Plunging Buck Making Bush War Drive much more Costly
All Posts post a reply | post a new topic

AuthorTopic: Plunging Buck Making Bush War Drive much more Costly
topic by
real watcher
7/18/2002 (17:07)
 reply top

The market is crumbling, accounting's a mess -- and we owe the rest of the world about
a quarter of our GDP.

By Jeff Faux
Issue Date: 7.18.02

Print Friendly | Email Article

The value of the U.S. dollar has dropped more than 15 percent against the euro since February. That
may not sound like a big deal -- a bit of bad news for American tourists this summer, a bit of good news
for American manufacturers selling things abroad. But, in fact, it could be a sign that America's mounting
foreign debt is about to deal a major blow to an economy already reeling from the shock of the dot-com
meltdown and the crisis of U.S. corporate credibility.

In the last two months, warnings have come from Alan Greenspan, the world business press and the
International Monetary Fund. Two Nobel Prize–winning economists have called America's growing
foreign debt 'the greatest potential danger facing the economy in the years to come.' Neither the
administration nor the Congress, however, has heard a thing.

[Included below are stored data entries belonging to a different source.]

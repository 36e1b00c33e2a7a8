//! SQLite provider factory

use std::sync::Arc;

use ormkit_core::{DbConnection, ProviderFactory, ProviderServices, Result};

use crate::{SQLITE_PROVIDER, SqliteConnection, SqliteProviderServices};

/// SQLite provider
pub struct SqliteProviderFactory {
    services: Arc<SqliteProviderServices>,
}

impl SqliteProviderFactory {
    /// Create a new SQLite provider instance
    pub fn new() -> Self {
        tracing::debug!("SQLite provider initialized");
        Self {
            services: Arc::new(SqliteProviderServices::new()),
        }
    }
}

impl Default for SqliteProviderFactory {
    fn default() -> Self {
        Self::new()
    }
}

impl ProviderFactory for SqliteProviderFactory {
    fn invariant_name(&self) -> &str {
        SQLITE_PROVIDER
    }

    fn create_connection(&self) -> Result<Arc<dyn DbConnection>> {
        Ok(Arc::new(SqliteConnection::new()))
    }

    fn services(&self) -> Arc<dyn ProviderServices> {
        self.services.clone()
    }
}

The fundamental problem is that for the past quarter-century, we Americans have been spending more on
imports than we have been earning from exports. And given our shop-till-we-drop culture, we do not
save enough out of our national income to cover the difference. So in order to raise the money to buy their
goods, we've been borrowing more from foreigners (by selling them American bonds) and selling them our
assets (U.S. stocks and other property). The result has been a growing annual deficit in what's called the
'current account' -- the net amount we owe to foreigners for goods, services, interest and dividends over
what they owe us. By the end of last year, our accumulated current account deficits -- our total foreign
debt -- amounted to 23 percent of our gross domestic product. Economists at Goldman Sachs predict that
if we continue on our current trajectory, our foreign debt will amount to 40 percent of GDP by 2006.
Like any enterprise whose debt payments are mounting faster than its income, we cannot go on like this.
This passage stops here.